I used to waste my time dreaming of being alive.

Now, I only waste it dreaming of him.

The last sentences he's written hangs hauntingly on the page, daring him to continue, daring him to write out THE END.

Daring him to say there's an ending at all.

But it's a rough draft, he tells himself one quiet morning. Patrick had fallen asleep with washable marker scribbled across his body— an attempt to recreate Pete's tattoos. It had been an interesting activity, Patrick drawing intricate shapes on his own arms as Pete held his breath and lightly pressed the tip of a dark blue marker to the place above Patrick's tail, tracing out his most infamous tattoo. Patrick's tail is just a tail and he hadn't understood the strange blush on Pete's cheeks when he asked him to draw above it. Pete hadn't known how to explain how intimate it would have been if Patrick were a human.

Patrick hadn't told him a story that night but Pete memorized every sound from his lips all the same. For all his tragedy, Patrick's laughter always fills the room with the light of an exploding star.

Not, he thinks, that Pete plans on writing any of that. One more word on his page? One more page in his book? One less sentence left between him and the siren.

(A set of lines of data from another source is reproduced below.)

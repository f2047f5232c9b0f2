//! Client error type.

use jet9_core::EnvelopeError;

/// Failure to obtain a response envelope.
#[derive(Debug, thiserror::Error)]
pub enum ClientError {
    /// Host is not an `http://` or `https://` URL.
    #[error("invalid host '{host}': should be http(s)://")]
    InvalidHost {
        /// Rejected host string.
        host: String,
    },

    /// Connection, TLS, or timeout failure.
    #[error("transport error: {0}")]
    Transport(#[from] reqwest::Error),

    /// Non-2xx reply whose body is not an envelope.
    #[error("unexpected HTTP status {status}: {source}")]
    UnexpectedStatus {
        /// HTTP status code.
        status: u16,
        /// Why the body could not be decoded.
        #[source]
        source: EnvelopeError,
    },

    /// 2xx reply whose body is not a valid envelope.
    #[error("can't convert response: {0}")]
    Envelope(#[from] EnvelopeError),
}

impl ClientError {
    /// Whether the failure happened below the envelope layer.
    pub fn is_transport(&self) -> bool {
        matches!(self, Self::Transport(_) | Self::UnexpectedStatus { .. })
    }

    /// Whether the request timed out.
    pub fn is_timeout(&self) -> bool {
        matches!(self, Self::Transport(e) if e.is_timeout())
    }
}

Pete bites his lip as dawn creeps in through the cracks of doorways and curtains, spilling into the room with a steady slowness. Slower than it has before but quicker than Pete's been writing these past few days. The light crawls across the floor, stretching like a cat preparing for a nap. Pete watches, breath caught in his throat, as it finally comes to rest on the dresser beside his bed— a place he hasn't slept in since the beginning of the month.

The bed, though, is not what draws him forward.

He'd shut his phone off upon arriving and he'd told everyone to leave him alone. His agent, though, must be losing her mind. To not hear any updates or plans? Pete knows she'll fly down here herself to drag the book from his hands.

Unless he tells her he's done. Unless he tells her he's on the verge of something wonderful and can't afford to leave. Unless he begs and pleads and tells her that he's found something to protect, something to care for, something that might be killed should he leave.

Another season, another year, maybe the rest of his life. Pete's mind buzzes with the mermonsters' interest as he opens the dresser drawer, imagining all the excuses he'll give when his agent demands he return at the end of summer as he promised he'd do. He connects his phone to a charger and waits for it to turn on. Impatience in his stomach bubbles, not unlike the rising voices of the mermonsters when they hear the sharp bells signaling his phone's been turned on.

What are you doing what are you doing what are you doing what—

Pete ignores them and unlocks the phone. He presses his contacts without thinking, already searching for his agent's name.

But then notifications light up his screen— one right after the other. Missed calls from friends and acquaintances, texts in all-caps from his agent. Nothing of consequence, nothing he'd feel bad for deleting.

Except for the text from his mother. Sent the night before with a handful of missed calls connected to it, her text is as straight to the point as she'd always been.

Call me, it says, causing Pete's heart to drop. Something's happened.

~

Pete doesn't sleep that day, mermonsters granting him no peace from their questions and false concerns. His pacing and heavy breaths have alerted them to the anxieties rolling around his skin like drops of water. By the time Patrick awakes with telltale splashes, Pete's mouth and pens have long dried out, the phone still warm from the hours of conversation he'd had with his mom.